- Le changement d’heure perturbe le rythme biologique et le sommeil.
- Le passage à l’heure d’été est le plus difficile pour l’organisme.
- Les experts recommandent de privilégier l’heure d’hiver.
Dimanche 29 mars à 2 heures du matin, il sera en réalité 3 heures. Chaque printemps et chaque automne, l’horloge change… mais notre corps, lui, peine à suivre. Le changement d’heure, instauré en 1976 pour économiser de l’énergie, continue aujourd’hui de diviser. Les scientifiques pointent aujourd’hui des effets bien réels sur notre organisme, notamment sur le sommeil et la santé globale.
Une horloge biologique mise à l’épreuve
Notre corps fonctionne selon un rythme circadien, une "horloge biologique" régulée sur 24 heures, principalement par la lumière. Or, comme le rappelle l’Inserm, le changement d’heure "impacte notre horloge biologique interne et peut induire des effets néfastes sur notre santé" : troubles du sommeil, baisse de vigilance, dépression, risques cardiovasculaires... L’adaptation de l’organisme varie selon les individus : elle peut durer quelques jours (pour les chronotypes matinaux, plus efficaces le matin) ou plusieurs mois (pour les chronotypes tardifs, "du soir"). Les enfants, les personnes âgées, mais aussi les adolescents et les travailleurs de nuit sont particulièrement vulnérables.

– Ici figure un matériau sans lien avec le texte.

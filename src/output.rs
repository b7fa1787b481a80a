//! Output formatting and persistence for the cleaned yield data.
//!
//! Writes the partitioned records and the summary statistics to an
//! annotated workbook, exports the cleaned set as CSV, and prints the
//! summary report as JSON. Stage snapshots are plain CSVs for debugging
//! an ingest or scan problem.

use std::path::Path;

use rust_xlsxwriter::Workbook;
use tracing::{debug, info};

use crate::error::Result;
use crate::record::{RawRecord, TestRecord};
use crate::summary::SummaryReport;

/// Header row of each program-group sheet.
const GROUP_HEADERS: [&str; 6] = [
    crate::ingest::LOT_COLUMN,
    crate::ingest::STATION_COLUMN,
    crate::ingest::PROGRAM_COLUMN,
    crate::ingest::FIRST_PASS_COLUMN,
    crate::ingest::OVERALL_COLUMN,
    "RT rate",
];

/// Header row of the Summary sheet.
const SUMMARY_HEADERS: [&str; 6] = ["Station", "Lots", "Mean", "Std Dev", "Min", "Max"];

/// Writes one sheet per program group plus a Summary sheet.
///
/// Nothing touches the filesystem until every sheet has been assembled,
/// so a failed invocation leaves no partial artifact behind.
pub fn write_workbook(
    path: &Path,
    groups: &[(String, Vec<TestRecord>)],
    report: &SummaryReport,
) -> Result<()> {
    let mut workbook = Workbook::new();

    for (station, rows) in groups {
        let worksheet = workbook.add_worksheet();
        worksheet.set_name(station)?;
        for (col, title) in GROUP_HEADERS.iter().enumerate() {
            worksheet.write_string(0, col as u16, *title)?;
        }
        for (i, rec) in rows.iter().enumerate() {
            let row = (i + 1) as u32;
            worksheet.write_string(row, 0, &rec.lot_id)?;
            worksheet.write_string(row, 1, &rec.station)?;
            worksheet.write_string(row, 2, &rec.program_name)?;
            worksheet.write_number(row, 3, rec.first_pass_yield)?;
            worksheet.write_number(row, 4, rec.overall_yield)?;
            worksheet.write_number(row, 5, rec.retest_rate)?;
        }
    }

    let summary = workbook.add_worksheet();
    summary.set_name("Summary")?;
    for (col, title) in SUMMARY_HEADERS.iter().enumerate() {
        summary.write_string(0, col as u16, *title)?;
    }
    for (i, program) in report.programs.iter().enumerate() {
        let row = (i + 1) as u32;
        summary.write_string(row, 0, &program.station)?;
        summary.write_number(row, 1, program.lots as f64)?;
        summary.write_number(row, 2, program.mean)?;
        // A single-lot group has no sample deviation; the cell stays blank.
        if let Some(sd) = program.stddev {
            summary.write_number(row, 3, sd)?;
        }
        summary.write_number(row, 4, program.min)?;
        summary.write_number(row, 5, program.max)?;
    }

    workbook.save(path)?;
    info!(path = %path.display(), sheets = groups.len() + 1, "workbook written");
    Ok(())
}

/// Exports the cleaned record set as CSV, one row per record.
pub fn write_csv(path: &Path, records: &[TestRecord]) -> Result<()> {
    let mut writer = csv::Writer::from_path(path)?;
    for rec in records {
        writer.serialize(rec)?;
    }
    writer.flush()?;
    info!(path = %path.display(), rows = records.len(), "CSV export written");
    Ok(())
}

/// Logs the summary report as pretty-printed JSON.
pub fn print_json(report: &SummaryReport) -> Result<()> {
    info!("{}", serde_json::to_string_pretty(report)?);
    Ok(())
}

/// Writes a per-stage CSV snapshot (`<stage>.csv` under `dir`).
pub fn dump_stage(dir: &Path, stage: &str, records: &[RawRecord]) -> Result<()> {
    std::fs::create_dir_all(dir)?;
    let path = dir.join(format!("{stage}.csv"));
    let mut writer = csv::Writer::from_path(&path)?;
    for rec in records {
        writer.serialize(rec)?;
    }
    writer.flush()?;
    debug!(stage, path = %path.display(), "stage snapshot written");
    Ok(())
}
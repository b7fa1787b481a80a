//! Retest-rate derivation.
//!
//! Each lot is tested in a "run": a final-test row (`FT*`), zero or more
//! retest rows (`R1`, `R2`, ...), and a closing `Total` row. The retest
//! rate of a run is the highest retest-pass number observed inside it, and
//! it applies to every row of the run. The scan below walks the ordered
//! rows once, carrying the two accumulators that delimit the open run.

use std::sync::LazyLock;

use regex::Regex;
use tracing::debug;

use crate::record::{RawRecord, TestRecord};

static RETEST_PASS: LazyLock<Regex> = LazyLock::new(|| Regex::new(r"^R(\d+)").unwrap());

/// Extracts the retest-pass number from a station label.
///
/// A numeral too large for `u32` is treated as a non-match rather than
/// an error; the scan must never fail on station text.
fn retest_pass_number(station: &str) -> Option<u32> {
    RETEST_PASS
        .captures(station)?
        .get(1)?
        .as_str()
        .parse()
        .ok()
}

/// Assigns a retest rate to every record that belongs to a complete run.
///
/// Single left-to-right pass:
/// - a station beginning with `FT` opens a run (abandoning any run still
///   open at that point);
/// - `R<n>` inside an open run raises the running maximum; outside any
///   run it is ignored;
/// - `Total` closes the open run and back-fills the maximum over the
///   whole span, inclusive. A `Total` with no open run is ignored.
///
/// Records of abandoned or unterminated runs keep an absent retest rate
/// and are discarded by [`clean`].
pub fn assign_retest_rates(records: &mut [RawRecord]) {
    let mut current_max: Option<u32> = None;
    let mut run_start: Option<usize> = None;

    for idx in 0..records.len() {
        let Some(station) = records[idx].station.clone() else {
            continue;
        };

        if station.starts_with("FT") {
            if let Some(start) = run_start {
                debug!(start, idx, "unterminated run abandoned");
            }
            current_max = Some(0);
            run_start = Some(idx);
        } else if let Some(r) = retest_pass_number(&station) {
            if run_start.is_some() {
                current_max = Some(current_max.map_or(r, |m| m.max(r)));
            } else {
                debug!(idx, r, "retest marker outside any run ignored");
            }
        } else if station == "Total" {
            if let Some(start) = run_start.take() {
                let rate = current_max.take().unwrap_or(0);
                for rec in &mut records[start..=idx] {
                    rec.retest_rate = Some(rate);
                }
            }
        }
        // Any other station: part of the open run, left for its Total.
    }
}

/// Strict completeness filter: only fully-determined records survive.
pub fn clean(records: Vec<RawRecord>) -> Vec<TestRecord> {
    let total = records.len();
    let cleaned: Vec<TestRecord> = records
        .into_iter()
        .filter_map(RawRecord::into_complete)
        .collect();
    debug!(total, kept = cleaned.len(), "completeness filter applied");
    cleaned
}

#[cfg(test)]
mod tests {
    use super::*;

    fn record(station: &str) -> RawRecord {
        RawRecord {
            lot_id: Some("L1".to_string()),
            station: Some(station.to_string()),
            program_name: Some("pgm_f1".to_string()),
            first_pass_yield: Some(0.95),
            overall_yield: Some(0.98),
            retest_rate: None,
        }
    }

    fn rates(records: &[RawRecord]) -> Vec<Option<u32>> {
        records.iter().map(|r| r.retest_rate).collect()
    }

    #[test]
    fn test_run_closure() {
        let mut records: Vec<_> = ["FT1", "R1", "R2", "Total"].map(record).into();
        assign_retest_rates(&mut records);
        assert_eq!(rates(&records), vec![Some(2); 4]);
    }

    #[test]
    fn test_run_without_retests_rates_zero() {
        let mut records: Vec<_> = ["FT1", "Total"].map(record).into();
        assign_retest_rates(&mut records);
        assert_eq!(rates(&records), vec![Some(0), Some(0)]);
    }

    #[test]
    fn test_unterminated_run_yields_nothing() {
        let mut records: Vec<_> = ["FT1", "R3"].map(record).into();
        assign_retest_rates(&mut records);
        assert_eq!(rates(&records), vec![None, None]);
        assert!(clean(records).is_empty());
    }

    #[test]
    fn test_orphan_total_is_noop() {
        let mut records: Vec<_> = ["Total", "FT1", "R1", "Total"].map(record).into();
        assign_retest_rates(&mut records);
        assert_eq!(rates(&records), vec![None, Some(1), Some(1), Some(1)]);
    }

    #[test]
    fn test_disjoint_runs_are_isolated() {
        let mut records: Vec<_> = ["FT1", "R2", "Total", "FT2", "R5", "Total"]
            .map(record)
            .into();
        assign_retest_rates(&mut records);
        assert_eq!(
            rates(&records),
            vec![Some(2), Some(2), Some(2), Some(5), Some(5), Some(5)]
        );
    }

    #[test]
    fn test_reopened_run_abandons_previous() {
        let mut records: Vec<_> = ["FT1", "R4", "FT2", "R1", "Total"].map(record).into();
        assign_retest_rates(&mut records);
        // The first run never closed; the second must not see R4.
        assert_eq!(
            rates(&records),
            vec![None, None, Some(1), Some(1), Some(1)]
        );
    }

    #[test]
    fn test_retest_marker_outside_run_ignored() {
        let mut records: Vec<_> = ["R3", "FT1", "Total"].map(record).into();
        assign_retest_rates(&mut records);
        assert_eq!(rates(&records), vec![None, Some(0), Some(0)]);
    }

    #[test]
    fn test_malformed_retest_numeral_is_nonmatch() {
        // Digits beyond u32 range: treated like any other station label.
        let mut records: Vec<_> = ["FT1", "R99999999999999999999", "R1", "Total"]
            .map(record)
            .into();
        assign_retest_rates(&mut records);
        assert_eq!(rates(&records), vec![Some(1); 4]);
    }

    #[test]
    fn test_other_stations_ride_along() {
        let mut records: Vec<_> = ["FT1", "QC", "Total"].map(record).into();
        assign_retest_rates(&mut records);
        assert_eq!(rates(&records), vec![Some(0); 3]);
    }

    #[test]
    fn test_missing_station_rows_stay_in_span() {
        let mut records: Vec<_> = ["FT1", "R1", "Total"].map(record).into();
        records[1].station = None;
        assign_retest_rates(&mut records);
        // The blank row cannot raise the maximum but is inside the span.
        assert_eq!(rates(&records), vec![Some(0); 3]);
    }

    #[test]
    fn test_clean_drops_incomplete_rows() {
        let mut records: Vec<_> = ["FT1", "R1", "Total", "FT2"].map(record).into();
        records[1].overall_yield = None;
        assign_retest_rates(&mut records);
        let cleaned = clean(records);
        // R1 row lost its yield, FT2 never closed; both dropped.
        assert_eq!(cleaned.len(), 2);
        assert!(cleaned.iter().all(|r| r.retest_rate == 1));
    }
}
//! The shared analysis pipeline used by every CLI front-end.
//!
//! Keeping the sequence in one place means `analyze` and `summarize`
//! only differ in what they do with the results:
//! read -> classify -> rate -> clean -> partition -> summarize

use std::path::Path;

use tracing::info;

use crate::aggregate::{assign_retest_rates, clean};
use crate::classify::classify_records;
use crate::error::Result;
use crate::ingest::{SheetConfig, read_records};
use crate::output::dump_stage;
use crate::record::TestRecord;
use crate::summary::{SummaryReport, partition_by_program, summary_report};

/// All computed outputs of a single analysis run.
#[derive(Debug, Clone)]
pub struct AnalysisOutput {
    /// Cleaned records, in input order.
    pub records: Vec<TestRecord>,
    /// Cleaned records partitioned by final-test program.
    pub groups: Vec<(String, Vec<TestRecord>)>,
    /// Per-program statistics.
    pub report: SummaryReport,
}

/// Executes the full pipeline over one worksheet.
///
/// When `stage_dir` is set, a CSV snapshot of the record set is written
/// after each transformation stage (`raw`, `classified`, `rated`).
pub fn run_analysis(
    path: &Path,
    config: &SheetConfig,
    stage_dir: Option<&Path>,
) -> Result<AnalysisOutput> {
    let mut records = read_records(path, config)?;
    if let Some(dir) = stage_dir {
        dump_stage(dir, "raw", &records)?;
    }

    classify_records(&mut records);
    if let Some(dir) = stage_dir {
        dump_stage(dir, "classified", &records)?;
    }

    assign_retest_rates(&mut records);
    if let Some(dir) = stage_dir {
        dump_stage(dir, "rated", &records)?;
    }

    let cleaned = clean(records);
    let groups = partition_by_program(&cleaned);
    let report = summary_report(&path.display().to_string(), &groups);

    info!(
        records = cleaned.len(),
        programs = groups.len(),
        "analysis complete"
    );

    Ok(AnalysisOutput {
        records: cleaned,
        groups,
        report,
    })
}
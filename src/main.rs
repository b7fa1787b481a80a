//! CLI entry point for the final-test yield rater.
//!
//! Provides subcommands for running the full analysis on a yield control
//! table, printing the summary statistics, and listing the worksheets of
//! a workbook.

use std::ffi::OsStr;
use std::path::{Path, PathBuf};

use anyhow::Result;
use clap::{Parser, Subcommand};
use ft_yield_rater::{
    ingest::{SheetConfig, list_sheets},
    output::{print_json, write_csv, write_workbook},
    pipeline::run_analysis,
};
use tracing::{info, warn};
use tracing_subscriber::{
    EnvFilter, Layer,
    fmt::{self, format::FmtSpan},
    layer::SubscriberExt,
    util::SubscriberInitExt,
};

#[derive(Parser)]
#[command(name = "ft_yield_rater")]
#[command(about = "A tool to analyze final-test yield control tables", long_about = None)]
struct Cli {
    #[command(subcommand)]
    command: Commands,
}

#[derive(Subcommand)]
enum Commands {
    /// Analyze a yield workbook and write the annotated output workbook
    Analyze {
        /// Path to the input .xlsx workbook
        #[arg(value_name = "WORKBOOK")]
        input: PathBuf,

        /// Worksheet to read (defaults to the first sheet)
        #[arg(short, long)]
        sheet: Option<String>,

        /// Rows above the header row
        #[arg(long, default_value_t = 1)]
        skip_rows: usize,

        /// Output workbook path
        #[arg(short, long, default_value = "yield_trend.xlsx")]
        output: PathBuf,

        /// Also export the cleaned records as CSV
        #[arg(long)]
        csv: Option<PathBuf>,

        /// Dump per-stage CSV snapshots into this directory
        #[arg(long, value_name = "DIR")]
        stages: Option<PathBuf>,
    },
    /// Print per-program summary statistics as JSON without writing files
    Summarize {
        /// Path to the input .xlsx workbook
        #[arg(value_name = "WORKBOOK")]
        input: PathBuf,

        /// Worksheet to read (defaults to the first sheet)
        #[arg(short, long)]
        sheet: Option<String>,

        /// Rows above the header row
        #[arg(long, default_value_t = 1)]
        skip_rows: usize,
    },
    /// List the worksheets in a workbook
    ListSheets {
        /// Path to the .xlsx workbook
        #[arg(value_name = "WORKBOOK")]
        input: PathBuf,
    },
}

fn main() -> Result<()> {
    dotenvy::dotenv().ok(); // Load .env file

    // Logging setup: colored stderr + JSON rolling log file
    let log_file_path =
        std::env::var("LOG_FILE_PATH").unwrap_or_else(|_| "logs/ft_yield_rater.log".to_string());
    let log_dir = Path::new(&log_file_path)
        .parent()
        .unwrap_or(Path::new("logs"));
    let log_file_name = Path::new(&log_file_path)
        .file_name()
        .unwrap_or(OsStr::new("ft_yield_rater.log"));

    let file_appender = tracing_appender::rolling::daily(log_dir, log_file_name);
    let (non_blocking_file, _file_guard) = tracing_appender::non_blocking(file_appender);

    let stderr_layer = fmt::layer()
        .with_target(true)
        .with_span_events(FmtSpan::CLOSE)
        .with_ansi(true)
        .with_writer(std::io::stderr)
        .with_filter(EnvFilter::from_env("RUST_LOG").add_directive("info".parse().unwrap()));

    let json_layer = fmt::layer()
        .json()
        .with_current_span(true)
        .with_span_list(true)
        .with_writer(non_blocking_file)
        .with_filter(EnvFilter::from_env("RUST_LOG_JSON").add_directive("debug".parse().unwrap()));

    tracing_subscriber::registry()
        .with(stderr_layer)
        .with(json_layer)
        .init();

    let cli = Cli::parse();

    match cli.command {
        Commands::Analyze {
            input,
            sheet,
            skip_rows,
            output,
            csv,
            stages,
        } => {
            let config = SheetConfig {
                sheet_name: sheet,
                skip_rows,
            };
            let analysis = run_analysis(&input, &config, stages.as_deref())?;

            if analysis.groups.is_empty() {
                warn!("no final-test groups survived cleaning; writing Summary sheet only");
            }

            write_workbook(&output, &analysis.groups, &analysis.report)?;
            if let Some(csv_path) = csv {
                write_csv(&csv_path, &analysis.records)?;
            }

            for program in &analysis.report.programs {
                info!(
                    station = %program.station,
                    lots = program.lots,
                    mean = program.mean,
                    min = program.min,
                    max = program.max,
                    "program summarized"
                );
            }
        }
        Commands::Summarize {
            input,
            sheet,
            skip_rows,
        } => {
            let config = SheetConfig {
                sheet_name: sheet,
                skip_rows,
            };
            let analysis = run_analysis(&input, &config, None)?;
            print_json(&analysis.report)?;
        }
        Commands::ListSheets { input } => {
            let sheets = list_sheets(&input)?;
            info!(total = sheets.len(), "worksheets found");
            for name in &sheets {
                info!(sheet = %name, "worksheet");
            }
        }
    }

    Ok(())
}
//! Per-program yield statistics.
//!
//! Cleaned records are partitioned by canonical final-test station and
//! each group is reduced to descriptive statistics over its overall
//! yield. The partition doubles as the output layout: every group
//! becomes one sheet of the output workbook, the statistics become the
//! Summary sheet.

use chrono::{DateTime, Utc};
use serde::Serialize;

use crate::record::TestRecord;

/// Descriptive statistics for one final-test program group.
#[derive(Debug, Clone, Serialize)]
pub struct ProgramSummary {
    pub station: String,
    pub lots: usize,
    pub mean: f64,
    /// Sample standard deviation (N-1 divisor); absent for a single lot.
    pub stddev: Option<f64>,
    pub min: f64,
    pub max: f64,
}

/// The summary report envelope handed to the JSON and workbook outputs.
#[derive(Debug, Clone, Serialize)]
pub struct SummaryReport {
    pub generated_at: DateTime<Utc>,
    pub source: String,
    pub programs: Vec<ProgramSummary>,
}

/// Groups cleaned records by canonical station, keeping only final-test
/// groups (stations beginning with `FT`). Marker rows that survived
/// cleaning (`R<n>`, `Total`) belong to no program and are excluded.
///
/// Groups are ordered by first appearance in the record sequence; the
/// choice affects presentation only.
pub fn partition_by_program(records: &[TestRecord]) -> Vec<(String, Vec<TestRecord>)> {
    let mut groups: Vec<(String, Vec<TestRecord>)> = Vec::new();
    for rec in records {
        if !rec.station.starts_with("FT") {
            continue;
        }
        match groups.iter_mut().find(|(name, _)| *name == rec.station) {
            Some((_, rows)) => rows.push(rec.clone()),
            None => groups.push((rec.station.clone(), vec![rec.clone()])),
        }
    }
    groups
}

/// Computes the arithmetic mean of a slice of values. Returns 0.0 for empty input.
fn mean(values: &[f64]) -> f64 {
    if values.is_empty() {
        return 0.0;
    }
    values.iter().sum::<f64>() / values.len() as f64
}

/// Computes the sample standard deviation (N-1 divisor) given a
/// pre-computed mean. Undefined for fewer than two values.
fn sample_stddev(values: &[f64], mean: f64) -> Option<f64> {
    if values.len() < 2 {
        return None;
    }
    let variance =
        values.iter().map(|v| (v - mean).powi(2)).sum::<f64>() / (values.len() - 1) as f64;
    Some(variance.sqrt())
}

/// Reduces each program group to its overall-yield statistics.
///
/// Empty groups cannot occur (a group exists only because at least one
/// record mapped to it), so min/max are always defined.
pub fn summarize(groups: &[(String, Vec<TestRecord>)]) -> Vec<ProgramSummary> {
    groups
        .iter()
        .map(|(station, rows)| {
            let yields: Vec<f64> = rows.iter().map(|r| r.overall_yield).collect();
            let avg = mean(&yields);
            ProgramSummary {
                station: station.clone(),
                lots: yields.len(),
                mean: avg,
                stddev: sample_stddev(&yields, avg),
                min: yields.iter().copied().fold(f64::INFINITY, f64::min),
                max: yields.iter().copied().fold(f64::NEG_INFINITY, f64::max),
            }
        })
        .collect()
}

/// Wraps the per-group statistics with the run metadata.
pub fn summary_report(source: &str, groups: &[(String, Vec<TestRecord>)]) -> SummaryReport {
    SummaryReport {
        generated_at: Utc::now(),
        source: source.to_string(),
        programs: summarize(groups),
    }
}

Avancer l’horloge d’une heure au printemps n’est pas anodin. "Le passage à l’heure d’été est souvent plus difficile à vivre", confirme le médecin du sommeil Bertrand De La Giclais, interrogé par ICI (ex-France Bleu). Et pour cause, une heure de sommeil en moins et une horloge interne brusquement avancée. Conséquence : irritabilité, baisse d’énergie et troubles de l’attention peuvent apparaître dans les jours suivant la transition. Sans compter que, selon l’Inserm, "les effets du passage à l’heure d’été sur notre rythme circadien seraient accentués par le manque général de sommeil de la population française, estimé entre 30 et 90 minutes par jour selon les études".
Vers la fin du changement d’heure ?
Face à ce constat, la communauté scientifique recommande majoritairement de conserver toute l’année l’heure d’hiver, jugée plus respectueuse de notre physiologie. En effet, l’exposition à la lumière du matin est essentielle pour synchroniser notre organisme (sécrétion de mélatonine, réflexe pupillaire, température...). A l’inverse, un lever du soleil trop tardif, comme ce serait le cas avec l’heure d’été permanente, pourrait aggraver les troubles du sommeil, selon l’Inserm.
Si la Commission européenne a remis la suppression du changement d’heure, votée en 2019, dans son programme de travail de 2026, selon le site Vie publique, les Etats membres de l’UE peinent à s’adapter et à choisir quelle heure définitive adopter. La plupart des Français préfèrent conserver l'heure d'été.
En attendant, des solutions existent pour mieux vivre cette période. Au micro d'ICI, l’expert Bertrand De La Giclais conseille par exemple d’anticiper le changement en ajustant progressivement ses horaires, de maintenir une routine de sommeil régulière et de s’exposer à la lumière naturelle le matin.